Go through the material and copy each line in which the word "remove" shows up.

= Beginning of Section =

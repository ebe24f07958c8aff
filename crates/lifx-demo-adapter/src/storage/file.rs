/*
[INPUT]:  Store file path and key/value mutations
[OUTPUT]: JSON object file mirroring the in-memory map
[POS]:    Storage layer - durable store for API keys, config and session id
[UPDATE]: When file format or permission handling changes
*/

use std::collections::BTreeMap;
use std::fs;
use std::io::Write;
use std::path::{Path, PathBuf};
use std::sync::RwLock;

use tempfile::NamedTempFile;

use super::{KeyValueStore, StorageError, StorageResult};

/// Key/value store persisted as a single JSON object.
///
/// The whole map is rewritten on every mutation via a temp file in the same
/// directory, so readers never observe a half-written file.
#[derive(Debug)]
pub struct JsonFileStore {
    path: PathBuf,
    data: RwLock<BTreeMap<String, String>>,
}

impl JsonFileStore {
    /// Open (or lazily create) the store at `path`
    pub fn open(path: impl AsRef<Path>) -> StorageResult<Self> {
        let path = path.as_ref().to_path_buf();
        let data = Self::load(&path)?;
        Ok(Self {
            path,
            data: RwLock::new(data),
        })
    }

    pub fn path(&self) -> &Path {
        &self.path
    }

    fn load(path: &Path) -> StorageResult<BTreeMap<String, String>> {
        if !path.exists() {
            return Ok(BTreeMap::new());
        }

        let contents = fs::read_to_string(path)?;
        if contents.trim().is_empty() {
            return Ok(BTreeMap::new());
        }

        serde_json::from_str(&contents).map_err(|e| {
            StorageError::DataCorruption(format!("{}: {e}", path.display()))
        })
    }

    fn persist(&self, data: &BTreeMap<String, String>) -> StorageResult<()> {
        let parent = self.path.parent().ok_or_else(|| {
            StorageError::DataCorruption("Invalid parent directory".to_string())
        })?;
        if !parent.as_os_str().is_empty() && !parent.exists() {
            fs::create_dir_all(parent)?;
        }

        let mut temp_file = NamedTempFile::new_in(parent)?;
        let json_str = serde_json::to_string_pretty(data)?;
        temp_file.write_all(json_str.as_bytes())?;
        temp_file.flush()?;
        temp_file.persist(&self.path)?;

        restrict_permissions(&self.path)?;
        Ok(())
    }

    fn mutate(&self, f: impl FnOnce(&mut BTreeMap<String, String>)) -> StorageResult<()> {
        let mut guard = self.data.write().unwrap_or_else(|e| e.into_inner());
        f(&mut guard);
        self.persist(&guard)
    }
}

#[cfg(unix)]
fn restrict_permissions(path: &Path) -> StorageResult<()> {
    use std::os::unix::fs::PermissionsExt;

    let mut perms = fs::metadata(path)?.permissions();
    perms.set_mode(0o600);
    fs::set_permissions(path, perms)?;
    Ok(())
}

#[cfg(not(unix))]
fn restrict_permissions(_path: &Path) -> StorageResult<()> {
    Ok(())
}

impl KeyValueStore for JsonFileStore {
    fn get(&self, key: &str) -> StorageResult<Option<String>> {
        let guard = self.data.read().unwrap_or_else(|e| e.into_inner());
        Ok(guard.get(key).cloned())
    }

    fn set(&self, key: &str, value: &str) -> StorageResult<()> {
        self.mutate(|data| {
            data.insert(key.to_string(), value.to_string());
        })
    }

    fn remove(&self, key: &str) -> StorageResult<()> {
        self.mutate(|data| {
            data.remove(key);
        })
    }

    fn clear(&self) -> StorageResult<()> {
        self.mutate(|data| data.clear())
    }

    fn keys(&self) -> StorageResult<Vec<String>> {
        let guard = self.data.read().unwrap_or_else(|e| e.into_inner());
        Ok(guard.keys().cloned().collect())
    }
}

#[cfg(test)]
mod tests {
    use super::*;
    use tempfile::TempDir;

    #[test]
    fn test_values_survive_reopen() {
        let dir = TempDir::new().unwrap();
        let path = dir.path().join("local.json");

        let store = JsonFileStore::open(&path).unwrap();
        store.set("demo_key", "LifxDemo").unwrap();
        store.set("demo_backend_url", "http://localhost:3001").unwrap();
        drop(store);

        let reopened = JsonFileStore::open(&path).unwrap();
        assert_eq!(reopened.get("demo_key").unwrap(), Some("LifxDemo".to_string()));
        assert_eq!(reopened.keys().unwrap().len(), 2);
    }

    #[test]
    fn test_missing_file_is_empty_store() {
        let dir = TempDir::new().unwrap();
        let store = JsonFileStore::open(dir.path().join("absent.json")).unwrap();
        assert!(store.keys().unwrap().is_empty());
        assert!(!store.path().exists());
    }

    #[test]
    fn test_corrupt_file_is_reported() {
        let dir = TempDir::new().unwrap();
        let path = dir.path().join("session.json");
        fs::write(&path, "{not json").unwrap();

        let err = JsonFileStore::open(&path).unwrap_err();
        assert!(matches!(err, StorageError::DataCorruption(_)));
    }

    #[cfg(unix)]
    #[test]
    fn test_file_permissions_are_private() {
        use std::os::unix::fs::PermissionsExt;

        let dir = TempDir::new().unwrap();
        let path = dir.path().join("local.json");
        let store = JsonFileStore::open(&path).unwrap();
        store.set("lifx_api_key", "secret").unwrap();

        let metadata = fs::metadata(&path).unwrap();
        assert_eq!(metadata.permissions().mode() & 0o777, 0o600);
    }

    #[test]
    fn test_clear_rewrites_file() {
        let dir = TempDir::new().unwrap();
        let path = dir.path().join("local.json");
        let store = JsonFileStore::open(&path).unwrap();
        store.set("a", "1").unwrap();
        store.clear().unwrap();

        let reopened = JsonFileStore::open(&path).unwrap();
        assert!(reopened.keys().unwrap().is_empty());
    }
}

= End of Section =

» RESPONSE:
    fn remove(&self, key: &str) -> StorageResult<()> {
            data.remove(key);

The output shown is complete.